The highest genetic risk factor for developing PD is loss-of-function mutations in the GBA gene, which encodes the lysosomal hydrolase acid beta-glucocerebrosidase, the enzyme deficient in the lysosomal storage disorder, Gaucher Disease. The exact mechanism(s) leading to increased risk of PD in Gaucher patients and GBA1 mutation carriers is unclear; however a generally well accepted concept in the PD community is that a critical relationship exists between endosomal-lysosomal dysfunction, an imbalance in glycosphingolipids (GSL), and the development of PD.

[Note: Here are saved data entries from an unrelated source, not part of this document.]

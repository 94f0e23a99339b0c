pub mod models;
pub mod postgres;
pub mod store;

pub use models::*;
pub use postgres::PostgresStore;
pub use store::{FileStore, MemoryStore, StoreError, TargetStore};

use chrono::Utc;
use std::sync::Arc;
use uuid::Uuid;

use crate::error::RegistryError;
use crate::vault::CredentialVault;

impl From<StoreError> for RegistryError {
    fn from(e: StoreError) -> Self {
        RegistryError::Storage(e.to_string())
    }
}

/// Named targets per kind, with passwords encrypted at rest.
///
/// Plaintext credentials only leave the registry through
/// [`TargetRegistry::resolve_for_dispatch`]; every other read returns
/// [`TargetSummary`].
#[derive(Clone)]
pub struct TargetRegistry {
    store: Arc<dyn TargetStore>,
    vault: CredentialVault,
}

impl TargetRegistry {
    pub fn new(store: Arc<dyn TargetStore>, vault: CredentialVault) -> Self {
        Self { store, vault }
    }

    pub async fn register(
        &self,
        kind: TargetKind,
        target: NewTarget,
    ) -> Result<TargetSummary, RegistryError> {
        // Names are lookup keys matched exactly, so they are stored verbatim.
        let name = target.name;
        if name.trim().is_empty() {
            return Err(RegistryError::InvalidTarget("name must not be empty".into()));
        }
        if name.trim() != name {
            return Err(RegistryError::InvalidTarget(format!(
                "name '{}' must not start or end with whitespace",
                name
            )));
        }
        if target.address.trim().is_empty() {
            return Err(RegistryError::InvalidTarget(
                "address must not be empty".into(),
            ));
        }

        let encrypted_password = self.seal(target.password.as_deref())?;
        let now = Utc::now();
        let record = TargetRecord {
            id: Uuid::new_v4(),
            kind,
            name,
            address: target.address.trim().to_string(),
            username: target.username.filter(|u| !u.is_empty()),
            encrypted_password,
            created_at: now,
            updated_at: now,
        };

        match self.store.insert(record.clone()).await {
            Ok(()) => {}
            Err(StoreError::Duplicate) => {
                tracing::warn!(%kind, name = %record.name, "Rejected duplicate target name");
                return Err(RegistryError::DuplicateName {
                    kind,
                    name: record.name,
                });
            }
            Err(e) => return Err(e.into()),
        }

        tracing::info!(%kind, name = %record.name, id = %record.id, "Registered target");
        Ok(TargetSummary::from(&record))
    }

    pub async fn get(&self, kind: TargetKind, id: Uuid) -> Result<TargetSummary, RegistryError> {
        let record = self
            .store
            .get(kind, id)
            .await?
            .ok_or_else(|| RegistryError::not_found_id(kind, id))?;
        Ok(TargetSummary::from(&record))
    }

    pub async fn update(
        &self,
        kind: TargetKind,
        id: Uuid,
        update: TargetUpdate,
    ) -> Result<TargetSummary, RegistryError> {
        let mut record = self
            .store
            .get(kind, id)
            .await?
            .ok_or_else(|| RegistryError::not_found_id(kind, id))?;

        if let Some(address) = update.address {
            if address.trim().is_empty() {
                return Err(RegistryError::InvalidTarget(
                    "address must not be empty".into(),
                ));
            }
            record.address = address.trim().to_string();
        }
        if let Some(username) = update.username {
            record.username = Some(username).filter(|u| !u.is_empty());
        }
        // An empty password is "unchanged", never "cleared".
        if let Some(sealed) = self.seal(update.password.as_deref())? {
            record.encrypted_password = Some(sealed);
        }
        record.updated_at = Utc::now();

        if !self.store.update(record.clone()).await? {
            return Err(RegistryError::not_found_id(kind, id));
        }

        tracing::info!(%kind, name = %record.name, %id, "Updated target");
        Ok(TargetSummary::from(&record))
    }

    pub async fn remove(&self, kind: TargetKind, id: Uuid) -> Result<(), RegistryError> {
        if !self.store.delete(kind, id).await? {
            return Err(RegistryError::not_found_id(kind, id));
        }
        tracing::info!(%kind, %id, "Removed target");
        Ok(())
    }

    pub async fn list(&self, kind: TargetKind) -> Result<Vec<TargetSummary>, RegistryError> {
        let records = self.store.list(kind).await?;
        Ok(records.iter().map(TargetSummary::from).collect())
    }

    pub async fn resolve_for_dispatch(
        &self,
        kind: TargetKind,
        name: &str,
    ) -> Result<ResolvedTarget, RegistryError> {
        let record = self
            .store
            .find_by_name(kind, name)
            .await?
            .ok_or_else(|| RegistryError::not_found_name(kind, name))?;

        let password = match record.encrypted_password.as_deref() {
            Some(sealed) if !sealed.is_empty() => {
                Some(self.vault.decrypt(sealed).map_err(|e| {
                    tracing::warn!(%kind, %name, error = %e, "Stored credentials failed to decrypt");
                    RegistryError::Decryption {
                        kind,
                        name: name.to_string(),
                    }
                })?)
            }
            _ => None,
        };

        Ok(ResolvedTarget {
            id: record.id,
            kind: record.kind,
            name: record.name,
            address: record.address,
            username: record.username,
            password,
        })
    }

    /// Raw stored record, ciphertext included. Only for tests and maintenance tooling.
    pub async fn stored_record(
        &self,
        kind: TargetKind,
        id: Uuid,
    ) -> Result<Option<TargetRecord>, RegistryError> {
        Ok(self.store.get(kind, id).await?)
    }

    fn seal(&self, password: Option<&str>) -> Result<Option<String>, RegistryError> {
        match password {
            Some(p) if !p.is_empty() => Ok(Some(self.vault.encrypt(p)?)),
            _ => Ok(None),
        }
    }
}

Developing therapies for the treatment of rare lysosomal storage disorders (LSD) and neurologic diseases is currently aligned with the overall strategic mission of the Rare Disease Research Unit (RDRU) at Pfizer.
Working with the Medical Sciences Business Partnerships team, Professor Fran Platt was able to secure funding for two years in the first instance to better understand endosomal-lysosomal dysfunction and the role of GSL in PD, potentially leading to identification of novel therapeutic targets for the treatment of this devastating disease.
Fran commented, "We are delighted to have this opportunity to work in partnership with Pfizer on the validation of a potential new therapeutic target for PD that we recently identified”.
Work on this project started in July, with the return of Fran’s lab to the Department of Pharmacology.